EXERCISE OBJECTIVE: Exactly the lines from the beginning of the material to the line with "use crate::routes::auth::ServerState;" are to be repeated, both ends included.

*-*-*

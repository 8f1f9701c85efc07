use axum::extract::State;
use axum::Json;
use serde::Serialize;

use service::notification_service::{self, BroadcastInput, NotificationFeed};

use crate::errors::{ApiJson, ApiPath, JsonApiError};
use crate::routes::auth::ServerState;
use crate::session::CurrentUser;

#[derive(Debug, Serialize)]
pub struct Updated {
    pub updated: u64,
}

#[derive(Debug, Serialize)]
pub struct Created {
    pub created: u64,
}

#[utoipa::path(get, path = "/api/notifications", tag = "notifications", responses((status = 200, description = "Grouped by date with unread count"), (status = 401, description = "Unauthorized")))]
pub async fn feed(State(state): State<ServerState>, current: CurrentUser) -> Result<Json<NotificationFeed>, JsonApiError> {
    Ok(Json(notification_service::feed(&state.db, current.id()).await?))
}

#[utoipa::path(patch, path = "/api/notifications/{id}/read", tag = "notifications", params(("id" = i32, Path, description = "Notification id")), responses((status = 200, description = "Marked read"), (status = 404, description = "Not Found")))]
pub async fn mark_read(State(state): State<ServerState>, current: CurrentUser, ApiPath(id): ApiPath<i32>) -> Result<Json<Updated>, JsonApiError> {
    notification_service::mark_read(&state.db, current.id(), id).await?;
    Ok(Json(Updated { updated: 1 }))
}

#[utoipa::path(post, path = "/api/notifications/read-all", tag = "notifications", responses((status = 200, description = "Number marked read")))]
pub async fn mark_all_read(State(state): State<ServerState>, current: CurrentUser) -> Result<Json<Updated>, JsonApiError> {
    let updated = notification_service::mark_all_read(&state.db, current.id()).await?;
    Ok(Json(Updated { updated }))
}

#[utoipa::path(post, path = "/api/admin/notifications", tag = "admin", request_body = crate::openapi::BroadcastRequest, responses((status = 200, description = "Number created"), (status = 400, description = "Give exactly one of user_id or role")))]
pub async fn broadcast(
    State(state): State<ServerState>,
    ApiJson(input): ApiJson<BroadcastInput>,
) -> Result<Json<Created>, JsonApiError> {
    let created = notification_service::broadcast(&state.db, input).await?;
    Ok(Json(Created { created }))
}
use criterion::{criterion_group, criterion_main, Criterion};
use std::sync::Arc;

use service::auth::service::{AuthService, AuthConfig};
use service::auth::repository::mock::MockAuthRepository;
use service::auth::domain::{RegisterInput, LoginInput};

fn bench_login(c: &mut Criterion) {
    let repo = Arc::new(MockAuthRepository::default());
    let svc = AuthService::new(repo.clone(), AuthConfig::new("bench-secret-0123456789", 12));

    // pre-create user outside of the benchmark using a tokio runtime
    let rt = tokio::runtime::Runtime::new().unwrap();
    let _ = rt.block_on(svc.register(RegisterInput { email: "bench@example.com".into(), name: "Bench".into(), password: "Benchmark1".into(), phone: None }));

    c.bench_function("auth_login_verify", |b| {
        b.iter(|| {
            let _ = rt.block_on(svc.login(LoginInput { email: "bench@example.com".into(), password: "Benchmark1".into() })).unwrap();
        });
    });
}

fn bench_token_verify(c: &mut Criterion) {
    let repo = Arc::new(MockAuthRepository::default());
    let svc = AuthService::new(repo, AuthConfig::new("bench-secret-0123456789", 12));
    let rt = tokio::runtime::Runtime::new().unwrap();
    let user = rt
        .block_on(svc.register(RegisterInput { email: "bench@example.com".into(), name: "Bench".into(), password: "Benchmark1".into(), phone: None }))
        .unwrap();
    let (token, _) = svc.issue_token(&user).unwrap();

    c.bench_function("auth_token_verify", |b| {
        b.iter(|| svc.verify_token(&token).unwrap());
    });
}

criterion_group!(benches, bench_login, bench_token_verify);
criterion_main!(benches);
mod common;

use axum::http::StatusCode;
use models::Role;
use serde_json::json;

use common::spawn_app;

#[tokio::test]
async fn admin_routes_need_an_admin_session() -> anyhow::Result<()> {
    let app = spawn_app().await?;
    let (_, student) = app.user("student@example.com", "Student", Role::Student).await?;
    let (_, teacher) = app.user("teacher@example.com", "Teacher", Role::Teacher).await?;

    for path in ["/api/admin/stats", "/api/admin/bookings", "/api/admin/users", "/api/admin/fee-plans"] {
        assert_eq!(app.get(path, None).await?.status, StatusCode::UNAUTHORIZED, "{path}");
        assert_eq!(app.get(path, Some(&student)).await?.status, StatusCode::FORBIDDEN, "{path}");
        assert_eq!(app.get(path, Some(&teacher)).await?.status, StatusCode::FORBIDDEN, "{path}");
    }
    assert_eq!(app.get("/api/teacher/students", Some(&student)).await?.status, StatusCode::FORBIDDEN);
    assert_eq!(app.get("/api/teacher/students", Some(&teacher)).await?.status, StatusCode::OK);
    Ok(())
}

#[tokio::test]
async fn services_are_created_and_listed() -> anyhow::Result<()> {
    let app = spawn_app().await?;
    let (_, admin) = app.user("admin@example.com", "Admin", Role::Admin).await?;

    let resp = app.post("/api/admin/services", Some(&admin), json!({"title": "Hifz Program", "sort_order": 2})).await?;
    assert_eq!(resp.status, StatusCode::CREATED);
    let id = resp.json()["id"].as_i64().unwrap_or_default();

    let listed = app.get("/api/services", None).await?.json();
    let items = listed.as_array().cloned().unwrap_or_default();
    assert!(items.iter().any(|s| s["id"].as_i64() == Some(id) && s["title"] == "Hifz Program"));

    let resp = app.post("/api/admin/services", Some(&admin), json!({"title": "   "})).await?;
    assert_eq!(resp.status, StatusCode::BAD_REQUEST);
    assert_eq!(resp.json()["error"], "Validation Error");
    Ok(())
}

#[tokio::test]
async fn inactive_courses_are_hidden_from_the_public() -> anyhow::Result<()> {
    let app = spawn_app().await?;
    let (_, admin) = app.user("admin@example.com", "Admin", Role::Admin).await?;

    let resp = app.post("/api/admin/courses", Some(&admin), json!({"title": "Tajweed Basics", "monthly_fee": 3000})).await?;
    assert_eq!(resp.status, StatusCode::CREATED);
    let course = resp.json();
    assert_eq!(course["slug"], "tajweed-basics");
    let id = course["id"].as_i64().unwrap_or_default();

    assert_eq!(app.get(&format!("/api/courses/{id}"), None).await?.status, StatusCode::OK);
    let resp = app.put(&format!("/api/admin/courses/{id}"), Some(&admin), json!({"is_active": false})).await?;
    assert_eq!(resp.status, StatusCode::OK);
    assert_eq!(app.get(&format!("/api/courses/{id}"), None).await?.status, StatusCode::NOT_FOUND);
    assert_eq!(app.get("/api/courses", None).await?.json(), json!([]));

    let dup = app.post("/api/admin/courses", Some(&admin), json!({"title": "Tajweed Basics", "monthly_fee": 1})).await?;
    assert_eq!(dup.status, StatusCode::CONFLICT);
    Ok(())
}

#[tokio::test]
async fn booking_status_changes_persist() -> anyhow::Result<()> {
    let app = spawn_app().await?;
    let (_, admin) = app.user("admin@example.com", "Admin", Role::Admin).await?;

    let resp = app.post("/api/bookings", None, json!({"name": "Bilal", "email": "bilal@example.com"})).await?;
    assert_eq!(resp.status, StatusCode::CREATED);
    assert_eq!(resp.json()["status"], "pending");
    let id = resp.json()["id"].as_i64().unwrap_or_default();

    let resp = app.put(&format!("/api/admin/bookings/{id}"), Some(&admin), json!({"status": "cancelled"})).await?;
    assert_eq!(resp.status, StatusCode::OK);

    let page = app.get("/api/admin/bookings?status=cancelled", Some(&admin)).await?.json();
    assert_eq!(page["total"], 1);
    assert_eq!(page["items"][0]["id"].as_i64(), Some(id));
    assert_eq!(page["items"][0]["status"], "cancelled");

    let resp = app.put(&format!("/api/admin/bookings/{id}"), Some(&admin), json!({"status": "shipped"})).await?;
    assert_eq!(resp.status, StatusCode::BAD_REQUEST);
    let resp = app.put("/api/admin/bookings/9999", Some(&admin), json!({"status": "confirmed"})).await?;
    assert_eq!(resp.status, StatusCode::NOT_FOUND);
    assert_eq!(app.get("/api/admin/bookings?status=bogus", Some(&admin)).await?.status, StatusCode::BAD_REQUEST);
    Ok(())
}

#[tokio::test]
async fn malformed_path_and_query_values_get_json_errors() -> anyhow::Result<()> {
    let app = spawn_app().await?;
    let (_, admin) = app.user("admin@example.com", "Admin", Role::Admin).await?;

    let resp = app.put("/api/admin/bookings/abc", Some(&admin), json!({"status": "confirmed"})).await?;
    assert_eq!(resp.status, StatusCode::BAD_REQUEST);
    assert_eq!(resp.json()["error"], "Invalid Path");
    assert!(resp.json()["detail"].is_string());

    let resp = app.get("/api/admin/bookings?page=abc", Some(&admin)).await?;
    assert_eq!(resp.status, StatusCode::BAD_REQUEST);
    assert_eq!(resp.json()["error"], "Invalid Query");
    assert!(resp.json()["detail"].is_string());
    Ok(())
}

#[tokio::test]
async fn courses_with_non_latin_titles_get_a_generated_slug() -> anyhow::Result<()> {
    let app = spawn_app().await?;
    let (_, admin) = app.user("admin@example.com", "Admin", Role::Admin).await?;

    let first = app.post("/api/admin/courses", Some(&admin), json!({"title": "تجويد القرآن"})).await?;
    assert_eq!(first.status, StatusCode::CREATED);
    let slug = first.json()["slug"].as_str().unwrap_or_default().to_string();
    assert!(slug.starts_with("course-"), "{slug}");
    assert_eq!(first.json()["title"], "تجويد القرآن");

    let second = app.post("/api/admin/courses", Some(&admin), json!({"title": "حفظ القرآن"})).await?;
    assert_eq!(second.status, StatusCode::CREATED);
    assert_ne!(second.json()["slug"], first.json()["slug"]);

    let explicit = app.post("/api/admin/courses", Some(&admin), json!({"title": "ناظرہ", "slug": "!!!"})).await?;
    assert_eq!(explicit.status, StatusCode::BAD_REQUEST);
    Ok(())
}

#[tokio::test]
async fn bookings_reject_unknown_references() -> anyhow::Result<()> {
    let app = spawn_app().await?;
    let resp = app.post("/api/bookings", None, json!({"name": "Bilal", "email": "bilal@example.com", "course_id": 42})).await?;
    assert_eq!(resp.status, StatusCode::BAD_REQUEST);
    Ok(())
}

#[tokio::test]
async fn settings_round_trip_through_admin() -> anyhow::Result<()> {
    let app = spawn_app().await?;
    let (_, admin) = app.user("admin@example.com", "Admin", Role::Admin).await?;

    let resp = app.put("/api/admin/settings", Some(&admin), json!({"site_name": "Noor Academy", "currency": "PKR"})).await?;
    assert_eq!(resp.status, StatusCode::OK);
    let all = app.get("/api/settings", None).await?.json();
    assert_eq!(all["site_name"], "Noor Academy");

    let resp = app.put("/api/admin/settings", Some(&admin), json!({"Bad Key": "x"})).await?;
    assert_eq!(resp.status, StatusCode::BAD_REQUEST);
    Ok(())
}

#[tokio::test]
async fn admins_cannot_delete_themselves() -> anyhow::Result<()> {
    let app = spawn_app().await?;
    let (me, admin) = app.user("admin@example.com", "Admin", Role::Admin).await?;
    let resp = app.request("DELETE", &format!("/api/admin/users/{}", me.id), Some(&admin), None).await?;
    assert_eq!(resp.status, StatusCode::BAD_REQUEST);

    let resp = app
        .post("/api/admin/users", Some(&admin), json!({"email": "t@example.com", "name": "Ustadh", "role": "teacher", "password": "TeachPass1"}))
        .await?;
    assert_eq!(resp.status, StatusCode::CREATED);
    let id = resp.json()["id"].as_i64().unwrap_or_default();
    let resp = app.request("DELETE", &format!("/api/admin/users/{id}"), Some(&admin), None).await?;
    assert_eq!(resp.status, StatusCode::NO_CONTENT);
    Ok(())
}

#[tokio::test]
async fn dashboard_counts_bookings_by_status() -> anyhow::Result<()> {
    let app = spawn_app().await?;
    let (_, admin) = app.user("admin@example.com", "Admin", Role::Admin).await?;
    app.post("/api/bookings", None, json!({"name": "A", "email": "a@example.com"})).await?;
    app.post("/api/messages", None, json!({"name": "A", "email": "a@example.com", "body": "Salaam"})).await?;

    let stats = app.get("/api/admin/stats", Some(&admin)).await?.json();
    assert_eq!(stats["bookings"]["pending"], 1);
    assert_eq!(stats["unread_messages"], 1);
    assert_eq!(stats["users"]["admin"], 1);
    Ok(())
}
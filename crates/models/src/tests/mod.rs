/// CRUD round trips against the migrated schema
pub mod crud_tests;


use anyhow::Result;
use sea_orm::DatabaseConnection;

/// Fresh in-memory database with every migration applied.
pub(crate) async fn setup_test_db() -> Result<DatabaseConnection> {
    let db = crate::db::connect_memory().await?;
    crate::db::migrate(&db).await?;
    Ok(db)
}
use std::sync::Arc;

use axum::{extract::State, http::StatusCode, Json};
use axum_extra::extract::cookie::CookieJar;
use sea_orm::DatabaseConnection;
use serde::Serialize;

use configs::{AcademyConfig, AppConfig};
use models::user;
use service::auth::domain::{AuthUser, ChangePasswordInput, LoginInput, RegisterInput};
use service::auth::repo::seaorm::SeaOrmAuthRepository;
use service::auth::service::{AuthConfig, AuthService};
use service::user_service;

use crate::errors::{ApiJson, JsonApiError};
use crate::session::{removal_cookie, session_cookie, CurrentUser};

/// Shared, immutable per-process state.
#[derive(Clone)]
pub struct ServerState {
    pub db: DatabaseConnection,
    pub auth: Arc<AuthService<SeaOrmAuthRepository>>,
    pub academy: Arc<AcademyConfig>,
    pub cookie_secure: bool,
}

impl ServerState {
    pub fn new(db: DatabaseConnection, cfg: &AppConfig) -> Self {
        let repo = Arc::new(SeaOrmAuthRepository::new(db.clone()));
        let auth = Arc::new(AuthService::new(repo, AuthConfig::from(&cfg.auth)));
        Self { db, auth, academy: Arc::new(cfg.academy.clone()), cookie_secure: cfg.auth.cookie_secure }
    }
}

#[derive(Serialize)]
pub struct LoginOutput { pub user: AuthUser, pub token: String, pub expires_at: i64 }

#[utoipa::path(post, path = "/api/auth/register", tag = "auth", request_body = crate::openapi::RegisterRequest, responses((status = 201, description = "Registered"), (status = 400, description = "Bad Request"), (status = 409, description = "Conflict")))]
pub async fn register(State(state): State<ServerState>, ApiJson(input): ApiJson<RegisterInput>) -> Result<(StatusCode, Json<AuthUser>), JsonApiError> {
    let user = state.auth.register(input).await?;
    Ok((StatusCode::CREATED, Json(user)))
}

#[utoipa::path(post, path = "/api/auth/login", tag = "auth", request_body = crate::openapi::LoginRequest, responses((status = 200, description = "Logged In, session cookie set"), (status = 401, description = "Unauthorized"), (status = 403, description = "Account Disabled")))]
pub async fn login(State(state): State<ServerState>, jar: CookieJar, ApiJson(input): ApiJson<LoginInput>) -> Result<(CookieJar, Json<LoginOutput>), JsonApiError> {
    let session = state.auth.login(input).await?;
    let jar = jar.add(session_cookie(session.token.clone(), state.cookie_secure));
    Ok((jar, Json(LoginOutput { user: session.user, token: session.token, expires_at: session.expires_at })))
}

#[utoipa::path(post, path = "/api/auth/logout", tag = "auth", responses((status = 204, description = "Session cookie removed")))]
pub async fn logout(jar: CookieJar) -> (CookieJar, StatusCode) {
    let jar = jar.remove(removal_cookie());
    (jar, StatusCode::NO_CONTENT)
}

#[utoipa::path(get, path = "/api/auth/me", tag = "auth", responses((status = 200, description = "Current user"), (status = 401, description = "Unauthorized")))]
pub async fn me(State(state): State<ServerState>, current: CurrentUser) -> Result<Json<user::Model>, JsonApiError> {
    let u = user_service::get_user(&state.db, current.id()).await?;
    Ok(Json(u))
}

#[utoipa::path(post, path = "/api/auth/password", tag = "auth", request_body = crate::openapi::ChangePasswordRequest, responses((status = 204, description = "Password changed"), (status = 400, description = "Bad Request"), (status = 401, description = "Wrong current password")))]
pub async fn change_password(
    State(state): State<ServerState>,
    current: CurrentUser,
    ApiJson(input): ApiJson<ChangePasswordInput>,
) -> Result<StatusCode, JsonApiError> {
    state.auth.change_password(current.id(), input).await?;
    Ok(StatusCode::NO_CONTENT)
}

*-*-*

RESULT OF THE TASK:
repository 8f1f9701c85efc07
use axum::extract::State;
use axum::Json;
use serde::Serialize;

use service::notification_service::{self, BroadcastInput, NotificationFeed};

use crate::errors::{ApiJson, ApiPath, JsonApiError};
use crate::routes::auth::ServerState;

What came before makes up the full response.